| Task |
Below are the data; count the lines with the string "della" in them and give that number only.

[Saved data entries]
//! Cache store seam for knowledge base content.
//!
//! The loader only needs get/put/remove; TTL is advisory to the store.

use std::collections::HashMap;
use std::sync::{RwLock, RwLockReadGuard, RwLockWriteGuard};

use chrono::{DateTime, Duration, Utc};
use tracing::debug;

use crate::error::CacheError;

/// Key/value cache shared between loader instances.
pub trait CacheStore: Send + Sync {
    /// Fetch a live entry.
    fn get(&self, key: &str) -> Option<String>;

    /// Store `content` under `key` for `ttl_secs` seconds.
    fn put(&self, key: &str, content: &str, ttl_secs: u64) -> Result<(), CacheError>;

    /// Remove a single entry.
    fn remove(&self, key: &str);

    /// Remove several entries in one operation.
    fn remove_all(&self, keys: &[&str]);
}

/// A stored value and its expiry.
#[derive(Debug, Clone)]
pub struct CacheEntry {
    pub content: String,
    pub expires_at: DateTime<Utc>,
}

impl CacheEntry {
    pub fn is_expired(&self) -> bool {
        Utc::now() >= self.expires_at
    }
}

/// In-process cache with TTL expiry and an optional per-value size limit.
///
/// Expired entries are dropped lazily on `get`.
#[derive(Default)]
pub struct MemoryCache {
    entries: RwLock<HashMap<String, CacheEntry>>,
    max_value_bytes: Option<usize>,
}

impl MemoryCache {
    /// Create an unbounded cache.
    pub fn new() -> Self {
        Self::default()
    }

    /// Create a cache that rejects values larger than `max` bytes.
    pub fn with_max_value_bytes(max: usize) -> Self {
        Self {
            entries: RwLock::default(),
            max_value_bytes: Some(max),
        }
    }

    /// Number of stored entries, expired or not.
    pub fn len(&self) -> usize {
        self.read().len()
    }

    pub fn is_empty(&self) -> bool {
        self.len() == 0
    }

    fn read(&self) -> RwLockReadGuard<'_, HashMap<String, CacheEntry>> {
        self.entries.read().expect("Cache lock poisoned")
    }

    fn write(&self) -> RwLockWriteGuard<'_, HashMap<String, CacheEntry>> {
        self.entries.write().expect("Cache lock poisoned")
    }
}

impl CacheStore for MemoryCache {
    fn get(&self, key: &str) -> Option<String> {
        let mut entries = self.write();
        let entry = entries.get(key)?;
        if !entry.is_expired() {
            return Some(entry.content.clone());
        }
        debug!(key, "Cache entry expired");
        entries.remove(key);
        None
    }

    fn put(&self, key: &str, content: &str, ttl_secs: u64) -> Result<(), CacheError> {
        if let Some(max) = self.max_value_bytes {
            if content.len() > max {
                return Err(CacheError::ValueTooLarge {
                    key: key.to_string(),
                    size: content.len(),
                    max,
                });
            }
        }

        let expires_at = i64::try_from(ttl_secs)
            .ok()
            .and_then(Duration::try_seconds)
            .and_then(|ttl| Utc::now().checked_add_signed(ttl))
            .unwrap_or(DateTime::<Utc>::MAX_UTC);

        self.write().insert(
            key.to_string(),
            CacheEntry {
                content: content.to_string(),
                expires_at,
            },
        );
        Ok(())
    }

    fn remove(&self, key: &str) {
        self.write().remove(key);
    }

    fn remove_all(&self, keys: &[&str]) {
        let mut entries = self.write();
        for key in keys {
            entries.remove(*key);
        }
    }
}
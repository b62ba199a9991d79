//! Reply guidance blocks injected into the drafting prompt.
//!
//! One fixed block per request type.

use crate::pipeline::types::RequestType;

const TECHNICAL_GUIDANCE: &str = "
🎯 TIPO RICHIESTA RILEVATO: TECNICA
━━━━━━━━━━━━━━━━━━━━━━━━━━━━━━━━━━━
Linee guida per la risposta:
- Rispondi in modo CHIARO e BREVE
- Fornisci l'informazione richiesta direttamente
- Non eccedere in empatia o moralizzazione
- Evita lunghe introduzioni emotive

📖 REGOLA DOTTRINALE:
Se il contenuto richiesto è dottrinale o canonico generale
e NON coinvolge una situazione personale o discernimento,
SPIEGA direttamente l'insegnamento della Chiesa.
NON rimandare al sacerdote per domande informative.
Il rinvio è riservato SOLO ai casi di discernimento personale.
━━━━━━━━━━━━━━━━━━━━━━━━━━━━━━━━━━━";

const PASTORAL_GUIDANCE: &str = "
🎯 TIPO RICHIESTA RILEVATO: PASTORALE
━━━━━━━━━━━━━━━━━━━━━━━━━━━━━━━━━━━━━
Linee guida per la risposta:
- Rispondi in modo ACCOGLIENTE e PERSONALE
- Riconosci la situazione/sentimento espresso
- Accompagna la persona, non giudicare
- Non fermarti solo alla norma
- Invita al dialogo personale se opportuno
━━━━━━━━━━━━━━━━━━━━━━━━━━━━━━━━━━━━━";

const MIXED_GUIDANCE: &str = "
🎯 TIPO RICHIESTA RILEVATO: MISTA
━━━━━━━━━━━━━━━━━━━━━━━━━━━━━━━━━━━
Linee guida per la risposta:
- Rispondi TECNICAMENTE (chiarezza) ma con TONO pastorale
- Non fermarti alla sola regola
- Non scivolare nel permissivismo
- Bilancia informazione e accoglienza
━━━━━━━━━━━━━━━━━━━━━━━━━━━━━━━━━━━";

const DOCTRINAL_GUIDANCE: &str = "
🎯 TIPO RICHIESTA RILEVATO: DOTTRINALE
━━━━━━━━━━━━━━━━━━━━━━━━━━━━━━━━━━━━━━━
Linee guida per la risposta:
- RISPONDI DIRETTAMENTE alle domande di fede
- Spiega la dottrina in modo chiaro e accessibile
- Usa fonti: Catechismo, Magistero, Scrittura
- NON rimandare al sacerdote per domande informative

📖 REGOLA DOTTRINALE:
Questa è una richiesta di SPIEGAZIONE dottrinale generale.
✅ DEVI: Spiegare l'insegnamento della Chiesa
✅ DEVI: Essere chiaro, fedele, informativo
❌ NON: Rimandare al sacerdote per domande teoriche
❌ NON: Evitare di rispondere per \"prudenza\"

Il rinvio al sacerdote è riservato SOLO a:
- Situazioni personali concrete
- Discernimento su stati di vita
- Accompagnamento spirituale individuale
━━━━━━━━━━━━━━━━━━━━━━━━━━━━━━━━━━━━━━━";

/// Guidance block for a request type.
pub fn guidance(request_type: RequestType) -> &'static str {
    match request_type {
        RequestType::Technical => TECHNICAL_GUIDANCE,
        RequestType::Pastoral => PASTORAL_GUIDANCE,
        RequestType::Mixed => MIXED_GUIDANCE,
        RequestType::Doctrinal => DOCTRINAL_GUIDANCE,
    }
}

| Solution for this problem |
2